(INPUT begins)

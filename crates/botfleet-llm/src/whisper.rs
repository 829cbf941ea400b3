// SPDX-FileCopyrightText: 2026 Botfleet Contributors
// SPDX-License-Identifier: MIT OR Apache-2.0

//! Whisper transcription client (multipart audio upload -> text).
//!
//! Size and duration caps are enforced before any upload so oversized
//! voice notes never reach the provider.

use std::time::Duration;

use botfleet_core::FleetError;
use serde::Deserialize;
use tracing::debug;

#[derive(Deserialize)]
struct TranscriptionResponse {
    text: String,
}

/// Whisper HTTP client.
#[derive(Debug, Clone)]
pub struct WhisperClient {
    client: reqwest::Client,
    base_url: String,
    api_key: String,
    model: String,
    max_duration_secs: u32,
    max_size_bytes: usize,
}

impl WhisperClient {
    pub fn new(
        base_url: &str,
        api_key: &str,
        model: &str,
        timeout_secs: u64,
        max_duration_secs: u32,
        max_size_mb: u32,
    ) -> Result<Self, FleetError> {
        let client = reqwest::Client::builder()
            .timeout(Duration::from_secs(timeout_secs))
            .build()
            .map_err(|e| FleetError::Config(format!("failed to build whisper http client: {e}")))?;
        Ok(Self {
            client,
            base_url: base_url.trim_end_matches('/').to_string(),
            api_key: api_key.to_string(),
            model: model.to_string(),
            max_duration_secs,
            max_size_bytes: max_size_mb as usize * 1024 * 1024,
        })
    }

    /// Validates the caps without uploading. Used by the audio task to
    /// reject oversized notes with a typed error.
    pub fn check_limits(&self, duration_secs: u32, size_bytes: usize) -> Result<(), FleetError> {
        if duration_secs > self.max_duration_secs {
            return Err(FleetError::Validation(format!(
                "audio duration {duration_secs}s above limit {}s",
                self.max_duration_secs
            )));
        }
        if size_bytes > self.max_size_bytes {
            return Err(FleetError::Validation(format!(
                "audio size {size_bytes}B above limit {}B",
                self.max_size_bytes
            )));
        }
        Ok(())
    }

    /// Uploads audio bytes and returns the transcription text.
    pub async fn transcribe(
        &self,
        bytes: Vec<u8>,
        file_name: &str,
    ) -> Result<String, FleetError> {
        let size = bytes.len();
        let part = reqwest::multipart::Part::bytes(bytes)
            .file_name(file_name.to_string())
            .mime_str("audio/ogg")
            .map_err(|e| FleetError::Internal(format!("multipart build failed: {e}")))?;
        let form = reqwest::multipart::Form::new()
            .text("model", self.model.clone())
            .part("file", part);

        let response = self
            .client
            .post(format!("{}/audio/transcriptions", self.base_url))
            .bearer_auth(&self.api_key)
            .multipart(form)
            .send()
            .await
            .map_err(|e| {
                if e.is_timeout() {
                    FleetError::Timeout {
                        duration: Duration::from_secs(0),
                    }
                } else {
                    FleetError::TransientExternal {
                        service: "whisper",
                        message: format!("http request failed: {e}"),
                    }
                }
            })?;

        let status = response.status();
        let body = response.text().await.unwrap_or_default();
        debug!(status = %status, size, "whisper response");

        if status.is_success() {
            let parsed: TranscriptionResponse =
                serde_json::from_str(&body).map_err(|e| FleetError::PermanentExternal {
                    service: "whisper",
                    message: format!("malformed transcription response: {e}"),
                })?;
            return Ok(parsed.text);
        }
        if status.as_u16() == 429 || status.is_server_error() {
            return Err(FleetError::TransientExternal {
                service: "whisper",
                message: format!("status {status}: {body}"),
            });
        }
        Err(FleetError::PermanentExternal {
            service: "whisper",
            message: format!("status {status}: {body}"),
        })
    }
}

#[cfg(test)]
mod tests {
    use super::*;
    use wiremock::matchers::{method, path};
    use wiremock::{Mock, MockServer, ResponseTemplate};

    fn client(base: &str) -> WhisperClient {
        WhisperClient::new(base, "wh-key", "whisper-1", 30, 300, 20).unwrap()
    }

    #[tokio::test]
    async fn transcribe_returns_text() {
        let server = MockServer::start().await;
        Mock::given(method("POST"))
            .and(path("/audio/transcriptions"))
            .respond_with(
                ResponseTemplate::new(200)
                    .set_body_json(serde_json::json!({"text": "quero o curso premium"})),
            )
            .mount(&server)
            .await;

        let text = client(&server.uri())
            .transcribe(vec![0u8; 128], "voice.ogg")
            .await
            .unwrap();
        assert_eq!(text, "quero o curso premium");
    }

    #[tokio::test]
    async fn server_errors_are_transient() {
        let server = MockServer::start().await;
        Mock::given(method("POST"))
            .and(path("/audio/transcriptions"))
            .respond_with(ResponseTemplate::new(500))
            .mount(&server)
            .await;

        let err = client(&server.uri())
            .transcribe(vec![0u8; 128], "voice.ogg")
            .await
            .unwrap_err();
        assert!(matches!(err, FleetError::TransientExternal { .. }), "got {err:?}");
    }

    #[tokio::test]
    async fn client_errors_are_permanent() {
        let server = MockServer::start().await;
        Mock::given(method("POST"))
            .and(path("/audio/transcriptions"))
            .respond_with(ResponseTemplate::new(400))
            .mount(&server)
            .await;

        let err = client(&server.uri())
            .transcribe(vec![0u8; 128], "voice.ogg")
            .await
            .unwrap_err();
        assert!(matches!(err, FleetError::PermanentExternal { .. }), "got {err:?}");
    }

    #[test]
    fn limits_are_enforced_before_upload() {
        let c = client("http://unused");
        assert!(c.check_limits(300, 1024).is_ok());
        assert!(c.check_limits(301, 1024).is_err());
        assert!(c.check_limits(10, 21 * 1024 * 1024).is_err());
    }
}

(INPUT ends)

#### [DIRECTIONS]
Every line above is to be transcribed exactly, with nothing missed.

#### [RESPONSE]
filename crates/botfleet-llm/src/whisper.rs
repository 829cbf941ea400b3
// SPDX-FileCopyrightText: 2026 Botfleet Contributors
// SPDX-License-Identifier: MIT OR Apache-2.0

//! Whisper transcription client (multipart audio upload -> text).
//!
//! Size and duration caps are enforced before any upload so oversized
//! voice notes never reach the provider.

use std::time::Duration;

use botfleet_core::FleetError;
use serde::Deserialize;
use tracing::debug;

#[derive(Deserialize)]
struct TranscriptionResponse {
    text: String,
}

/// Whisper HTTP client.
#[derive(Debug, Clone)]
pub struct WhisperClient {
    client: reqwest::Client,
    base_url: String,
    api_key: String,
    model: String,
    max_duration_secs: u32,
    max_size_bytes: usize,
}

impl WhisperClient {
    pub fn new(
        base_url: &str,
        api_key: &str,
        model: &str,
        timeout_secs: u64,
        max_duration_secs: u32,
        max_size_mb: u32,
    ) -> Result<Self, FleetError> {
        let client = reqwest::Client::builder()
            .timeout(Duration::from_secs(timeout_secs))
            .build()
            .map_err(|e| FleetError::Config(format!("failed to build whisper http client: {e}")))?;
        Ok(Self {
            client,
            base_url: base_url.trim_end_matches('/').to_string(),
            api_key: api_key.to_string(),
            model: model.to_string(),
            max_duration_secs,
            max_size_bytes: max_size_mb as usize * 1024 * 1024,
        })
    }

    /// Validates the caps without uploading. Used by the audio task to
    /// reject oversized notes with a typed error.
    pub fn check_limits(&self, duration_secs: u32, size_bytes: usize) -> Result<(), FleetError> {
        if duration_secs > self.max_duration_secs {
            return Err(FleetError::Validation(format!(
                "audio duration {duration_secs}s above limit {}s",
                self.max_duration_secs
            )));
        }
        if size_bytes > self.max_size_bytes {
            return Err(FleetError::Validation(format!(
                "audio size {size_bytes}B above limit {}B",
                self.max_size_bytes
            )));
        }
        Ok(())
    }

    /// Uploads audio bytes and returns the transcription text.
    pub async fn transcribe(
        &self,
        bytes: Vec<u8>,
        file_name: &str,
    ) -> Result<String, FleetError> {
        let size = bytes.len();
        let part = reqwest::multipart::Part::bytes(bytes)
            .file_name(file_name.to_string())
            .mime_str("audio/ogg")
            .map_err(|e| FleetError::Internal(format!("multipart build failed: {e}")))?;
        let form = reqwest::multipart::Form::new()
            .text("model", self.model.clone())
            .part("file", part);

        let response = self
            .client
            .post(format!("{}/audio/transcriptions", self.base_url))
            .bearer_auth(&self.api_key)
            .multipart(form)
            .send()
            .await
            .map_err(|e| {
                if e.is_timeout() {
                    FleetError::Timeout {
                        duration: Duration::from_secs(0),
                    }
                } else {
                    FleetError::TransientExternal {
                        service: "whisper",
                        message: format!("http request failed: {e}"),
                    }
                }
            })?;

        let status = response.status();
        let body = response.text().await.unwrap_or_default();
        debug!(status = %status, size, "whisper response");

        if status.is_success() {
            let parsed: TranscriptionResponse =
                serde_json::from_str(&body).map_err(|e| FleetError::PermanentExternal {
                    service: "whisper",
                    message: format!("malformed transcription response: {e}"),
                })?;
            return Ok(parsed.text);
        }
        if status.as_u16() == 429 || status.is_server_error() {
            return Err(FleetError::TransientExternal {
                service: "whisper",
                message: format!("status {status}: {body}"),
            });
        }
        Err(FleetError::PermanentExternal {
            service: "whisper",
            message: format!("status {status}: {body}"),
        })
    }
}

#[cfg(test)]
mod tests {
    use super::*;
    use wiremock::matchers::{method, path};
    use wiremock::{Mock, MockServer, ResponseTemplate};

    fn client(base: &str) -> WhisperClient {
        WhisperClient::new(base, "wh-key", "whisper-1", 30, 300, 20).unwrap()
    }

    #[tokio::test]
    async fn transcribe_returns_text() {
        let server = MockServer::start().await;
        Mock::given(method("POST"))
            .and(path("/audio/transcriptions"))
            .respond_with(
                ResponseTemplate::new(200)
                    .set_body_json(serde_json::json!({"text": "quero o curso premium"})),
            )
            .mount(&server)
            .await;

        let text = client(&server.uri())
            .transcribe(vec![0u8; 128], "voice.ogg")
            .await
            .unwrap();
        assert_eq!(text, "quero o curso premium");
    }

    #[tokio::test]
    async fn server_errors_are_transient() {
        let server = MockServer::start().await;
        Mock::given(method("POST"))
            .and(path("/audio/transcriptions"))
            .respond_with(ResponseTemplate::new(500))
            .mount(&server)
            .await;

        let err = client(&server.uri())
            .transcribe(vec![0u8; 128], "voice.ogg")
            .await
            .unwrap_err();
        assert!(matches!(err, FleetError::TransientExternal { .. }), "got {err:?}");
    }

    #[tokio::test]
    async fn client_errors_are_permanent() {
        let server = MockServer::start().await;
        Mock::given(method("POST"))
            .and(path("/audio/transcriptions"))
            .respond_with(ResponseTemplate::new(400))
            .mount(&server)
            .await;

        let err = client(&server.uri())
            .transcribe(vec![0u8; 128], "voice.ogg")
            .await
            .unwrap_err();
        assert!(matches!(err, FleetError::PermanentExternal { .. }), "got {err:?}");
    }

    #[test]
    fn limits_are_enforced_before_upload() {
        let c = client("http://unused");
        assert!(c.check_limits(300, 1024).is_ok());
        assert!(c.check_limits(301, 1024).is_err());
        assert!(c.check_limits(10, 21 * 1024 * 1024).is_err());
    }
}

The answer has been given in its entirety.